[STORED DATA — start]

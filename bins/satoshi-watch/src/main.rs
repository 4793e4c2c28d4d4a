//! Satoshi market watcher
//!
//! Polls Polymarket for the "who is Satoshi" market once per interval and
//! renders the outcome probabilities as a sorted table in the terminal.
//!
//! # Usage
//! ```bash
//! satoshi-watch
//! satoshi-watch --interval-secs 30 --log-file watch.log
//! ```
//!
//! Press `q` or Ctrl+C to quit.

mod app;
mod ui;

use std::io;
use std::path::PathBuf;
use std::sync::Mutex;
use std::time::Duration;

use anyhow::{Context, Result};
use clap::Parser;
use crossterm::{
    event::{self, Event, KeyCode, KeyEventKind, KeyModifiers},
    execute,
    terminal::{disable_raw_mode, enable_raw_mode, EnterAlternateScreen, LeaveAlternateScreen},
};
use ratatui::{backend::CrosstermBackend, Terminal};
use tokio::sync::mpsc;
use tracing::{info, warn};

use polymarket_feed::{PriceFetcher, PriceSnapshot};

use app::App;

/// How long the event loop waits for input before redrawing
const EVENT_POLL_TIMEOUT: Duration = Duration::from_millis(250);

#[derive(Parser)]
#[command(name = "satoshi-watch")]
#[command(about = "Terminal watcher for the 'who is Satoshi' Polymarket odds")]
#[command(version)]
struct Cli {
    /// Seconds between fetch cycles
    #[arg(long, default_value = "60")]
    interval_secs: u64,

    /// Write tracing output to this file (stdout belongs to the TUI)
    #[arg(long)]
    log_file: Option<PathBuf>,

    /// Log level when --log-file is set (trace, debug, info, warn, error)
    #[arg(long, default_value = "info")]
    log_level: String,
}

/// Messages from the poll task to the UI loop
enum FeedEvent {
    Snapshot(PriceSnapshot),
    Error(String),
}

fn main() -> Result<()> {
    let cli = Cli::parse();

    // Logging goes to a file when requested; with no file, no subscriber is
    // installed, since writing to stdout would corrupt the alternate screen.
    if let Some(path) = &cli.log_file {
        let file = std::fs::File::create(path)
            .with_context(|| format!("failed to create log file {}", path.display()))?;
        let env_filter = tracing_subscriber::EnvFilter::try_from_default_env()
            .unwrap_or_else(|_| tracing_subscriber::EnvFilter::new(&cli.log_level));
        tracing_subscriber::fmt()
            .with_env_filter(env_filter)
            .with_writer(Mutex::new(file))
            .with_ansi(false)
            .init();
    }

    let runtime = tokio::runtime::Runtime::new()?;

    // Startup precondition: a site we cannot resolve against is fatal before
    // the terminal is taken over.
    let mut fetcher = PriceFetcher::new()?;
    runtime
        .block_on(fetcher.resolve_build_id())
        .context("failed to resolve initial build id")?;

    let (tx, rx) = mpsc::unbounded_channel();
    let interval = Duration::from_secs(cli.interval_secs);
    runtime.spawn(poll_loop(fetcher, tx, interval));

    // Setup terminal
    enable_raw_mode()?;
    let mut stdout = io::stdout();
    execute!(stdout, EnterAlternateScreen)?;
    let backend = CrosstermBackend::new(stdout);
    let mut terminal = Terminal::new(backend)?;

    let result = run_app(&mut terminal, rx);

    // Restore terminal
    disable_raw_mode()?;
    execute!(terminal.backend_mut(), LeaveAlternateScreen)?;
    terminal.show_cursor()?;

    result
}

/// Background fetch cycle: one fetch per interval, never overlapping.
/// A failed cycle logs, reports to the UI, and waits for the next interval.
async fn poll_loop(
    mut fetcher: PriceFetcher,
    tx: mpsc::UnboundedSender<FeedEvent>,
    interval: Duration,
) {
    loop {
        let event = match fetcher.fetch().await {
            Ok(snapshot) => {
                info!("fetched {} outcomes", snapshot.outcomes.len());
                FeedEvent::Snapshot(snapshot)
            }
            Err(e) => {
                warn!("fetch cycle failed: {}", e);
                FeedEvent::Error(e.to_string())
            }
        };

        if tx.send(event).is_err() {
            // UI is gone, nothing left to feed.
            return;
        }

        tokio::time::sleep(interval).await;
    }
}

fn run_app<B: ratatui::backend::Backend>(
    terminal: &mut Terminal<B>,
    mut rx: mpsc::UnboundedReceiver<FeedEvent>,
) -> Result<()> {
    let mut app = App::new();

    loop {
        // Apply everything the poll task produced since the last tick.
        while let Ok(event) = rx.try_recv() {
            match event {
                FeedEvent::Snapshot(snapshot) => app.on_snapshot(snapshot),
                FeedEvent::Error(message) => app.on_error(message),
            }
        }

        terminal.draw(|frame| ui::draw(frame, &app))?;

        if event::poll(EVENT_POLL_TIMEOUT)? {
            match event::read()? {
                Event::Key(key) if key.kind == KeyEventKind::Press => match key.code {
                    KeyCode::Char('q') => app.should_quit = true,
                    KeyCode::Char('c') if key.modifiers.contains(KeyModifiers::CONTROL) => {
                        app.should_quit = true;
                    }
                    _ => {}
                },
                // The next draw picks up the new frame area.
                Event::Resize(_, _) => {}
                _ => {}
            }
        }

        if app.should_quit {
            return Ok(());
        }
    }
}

[STORED DATA — finish]

> _TASK TO CARRY OUT_
Could you repeat every record word for word?

> _YOUR SOLUTION_
filename bins/satoshi-watch/src/main.rs
repository 4793e4c2c28d4d4a
//! Satoshi market watcher
//!
//! Polls Polymarket for the "who is Satoshi" market once per interval and
//! renders the outcome probabilities as a sorted table in the terminal.
//!
//! # Usage
//! ```bash
//! satoshi-watch
//! satoshi-watch --interval-secs 30 --log-file watch.log
//! ```
//!
//! Press `q` or Ctrl+C to quit.

mod app;
mod ui;

use std::io;
use std::path::PathBuf;
use std::sync::Mutex;
use std::time::Duration;

use anyhow::{Context, Result};
use clap::Parser;
use crossterm::{
    event::{self, Event, KeyCode, KeyEventKind, KeyModifiers},
    execute,
    terminal::{disable_raw_mode, enable_raw_mode, EnterAlternateScreen, LeaveAlternateScreen},
};
use ratatui::{backend::CrosstermBackend, Terminal};
use tokio::sync::mpsc;
use tracing::{info, warn};

use polymarket_feed::{PriceFetcher, PriceSnapshot};

use app::App;

/// How long the event loop waits for input before redrawing
const EVENT_POLL_TIMEOUT: Duration = Duration::from_millis(250);

#[derive(Parser)]
#[command(name = "satoshi-watch")]
#[command(about = "Terminal watcher for the 'who is Satoshi' Polymarket odds")]
#[command(version)]
struct Cli {
    /// Seconds between fetch cycles
    #[arg(long, default_value = "60")]
    interval_secs: u64,

    /// Write tracing output to this file (stdout belongs to the TUI)
    #[arg(long)]
    log_file: Option<PathBuf>,

    /// Log level when --log-file is set (trace, debug, info, warn, error)
    #[arg(long, default_value = "info")]
    log_level: String,
}

/// Messages from the poll task to the UI loop
enum FeedEvent {
    Snapshot(PriceSnapshot),
    Error(String),
}

fn main() -> Result<()> {
    let cli = Cli::parse();

    // Logging goes to a file when requested; with no file, no subscriber is
    // installed, since writing to stdout would corrupt the alternate screen.
    if let Some(path) = &cli.log_file {
        let file = std::fs::File::create(path)
            .with_context(|| format!("failed to create log file {}", path.display()))?;
        let env_filter = tracing_subscriber::EnvFilter::try_from_default_env()
            .unwrap_or_else(|_| tracing_subscriber::EnvFilter::new(&cli.log_level));
        tracing_subscriber::fmt()
            .with_env_filter(env_filter)
            .with_writer(Mutex::new(file))
            .with_ansi(false)
            .init();
    }

    let runtime = tokio::runtime::Runtime::new()?;

    // Startup precondition: a site we cannot resolve against is fatal before
    // the terminal is taken over.
    let mut fetcher = PriceFetcher::new()?;
    runtime
        .block_on(fetcher.resolve_build_id())
        .context("failed to resolve initial build id")?;

    let (tx, rx) = mpsc::unbounded_channel();
    let interval = Duration::from_secs(cli.interval_secs);
    runtime.spawn(poll_loop(fetcher, tx, interval));

    // Setup terminal
    enable_raw_mode()?;
    let mut stdout = io::stdout();
    execute!(stdout, EnterAlternateScreen)?;
    let backend = CrosstermBackend::new(stdout);
    let mut terminal = Terminal::new(backend)?;

    let result = run_app(&mut terminal, rx);

    // Restore terminal
    disable_raw_mode()?;
    execute!(terminal.backend_mut(), LeaveAlternateScreen)?;
    terminal.show_cursor()?;

    result
}

/// Background fetch cycle: one fetch per interval, never overlapping.
/// A failed cycle logs, reports to the UI, and waits for the next interval.
async fn poll_loop(
    mut fetcher: PriceFetcher,
    tx: mpsc::UnboundedSender<FeedEvent>,
    interval: Duration,
) {
    loop {
        let event = match fetcher.fetch().await {
            Ok(snapshot) => {
                info!("fetched {} outcomes", snapshot.outcomes.len());
                FeedEvent::Snapshot(snapshot)
            }
            Err(e) => {
                warn!("fetch cycle failed: {}", e);
                FeedEvent::Error(e.to_string())
            }
        };

        if tx.send(event).is_err() {
            // UI is gone, nothing left to feed.
            return;
        }

        tokio::time::sleep(interval).await;
    }
}

fn run_app<B: ratatui::backend::Backend>(
    terminal: &mut Terminal<B>,
    mut rx: mpsc::UnboundedReceiver<FeedEvent>,
) -> Result<()> {
    let mut app = App::new();

    loop {
        // Apply everything the poll task produced since the last tick.
        while let Ok(event) = rx.try_recv() {
            match event {
                FeedEvent::Snapshot(snapshot) => app.on_snapshot(snapshot),
                FeedEvent::Error(message) => app.on_error(message),
            }
        }

        terminal.draw(|frame| ui::draw(frame, &app))?;

        if event::poll(EVENT_POLL_TIMEOUT)? {
            match event::read()? {
                Event::Key(key) if key.kind == KeyEventKind::Press => match key.code {
                    KeyCode::Char('q') => app.should_quit = true,
                    KeyCode::Char('c') if key.modifiers.contains(KeyModifiers::CONTROL) => {
                        app.should_quit = true;
                    }
                    _ => {}
                },
                // The next draw picks up the new frame area.
                Event::Resize(_, _) => {}
                _ => {}
            }
        }

        if app.should_quit {
            return Ok(());
        }
    }
}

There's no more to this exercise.